Data excerpts>
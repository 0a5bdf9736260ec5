use crate::errors::{AppError, Result};
use url::Url;
use std::path::Path;

const MAX_URL_LENGTH: usize = 2048;

#[derive(Debug, Clone, Default)]
pub struct InputValidator;

impl InputValidator {
    pub fn new() -> Self {
        Self
    }

    /// Local checks only. Whether the site is supported is yt-dlp's call.
    pub fn validate_url(&self, url: &str) -> Result<Url> {
        let url = url.trim();
        if url.is_empty() {
            return Err(AppError::Validation("URL is required".to_string()));
        }

        if url.len() > MAX_URL_LENGTH {
            return Err(AppError::Validation(format!(
                "URL too long (max {} characters)",
                MAX_URL_LENGTH
            )));
        }

        let parsed_url = Url::parse(url)
            .map_err(|e| AppError::Validation(format!("Invalid URL: {}", e)))?;

        if !matches!(parsed_url.scheme(), "http" | "https") {
            return Err(AppError::Validation(format!(
                "Unsupported URL scheme '{}'. Only http and https links can be downloaded",
                parsed_url.scheme()
            )));
        }

        match parsed_url.host_str() {
            Some(host) if !host.is_empty() => Ok(parsed_url),
            _ => Err(AppError::Validation("URL must have a host".to_string())),
        }
    }

    /// The destination must be an existing, writable directory. Failing here
    /// is a server problem, not the user's.
    pub fn validate_download_path(&self, path: &Path) -> Result<()> {
        let metadata = std::fs::metadata(path).map_err(|e| {
            AppError::Environment(format!("Download path {:?} is not accessible: {}", path, e))
        })?;

        if !metadata.is_dir() {
            return Err(AppError::Environment(format!(
                "Download path {:?} is not a directory",
                path
            )));
        }

        if metadata.permissions().readonly() {
            return Err(AppError::Environment(format!(
                "Download path {:?} is read-only",
                path
            )));
        }

        Ok(())
    }
}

PROBLEM DETAILS>
Transcribe all records exactly as written.

EXERCISE RESULT>
repository 0a5bdf9736260ec5
use crate::errors::{AppError, Result};
use url::Url;
use std::path::Path;

const MAX_URL_LENGTH: usize = 2048;

#[derive(Debug, Clone, Default)]
pub struct InputValidator;

impl InputValidator {
    pub fn new() -> Self {
        Self
    }

    /// Local checks only. Whether the site is supported is yt-dlp's call.
    pub fn validate_url(&self, url: &str) -> Result<Url> {
        let url = url.trim();
        if url.is_empty() {
            return Err(AppError::Validation("URL is required".to_string()));
        }

        if url.len() > MAX_URL_LENGTH {
            return Err(AppError::Validation(format!(
                "URL too long (max {} characters)",
                MAX_URL_LENGTH
            )));
        }

        let parsed_url = Url::parse(url)
            .map_err(|e| AppError::Validation(format!("Invalid URL: {}", e)))?;

        if !matches!(parsed_url.scheme(), "http" | "https") {
            return Err(AppError::Validation(format!(
                "Unsupported URL scheme '{}'. Only http and https links can be downloaded",
                parsed_url.scheme()
            )));
        }

        match parsed_url.host_str() {
            Some(host) if !host.is_empty() => Ok(parsed_url),
            _ => Err(AppError::Validation("URL must have a host".to_string())),
        }
    }

    /// The destination must be an existing, writable directory. Failing here
    /// is a server problem, not the user's.
    pub fn validate_download_path(&self, path: &Path) -> Result<()> {
        let metadata = std::fs::metadata(path).map_err(|e| {
            AppError::Environment(format!("Download path {:?} is not accessible: {}", path, e))
        })?;

        if !metadata.is_dir() {
            return Err(AppError::Environment(format!(
                "Download path {:?} is not a directory",
                path
            )));
        }

        if metadata.permissions().readonly() {
            return Err(AppError::Environment(format!(
                "Download path {:?} is read-only",
                path
            )));
        }

        Ok(())
    }
}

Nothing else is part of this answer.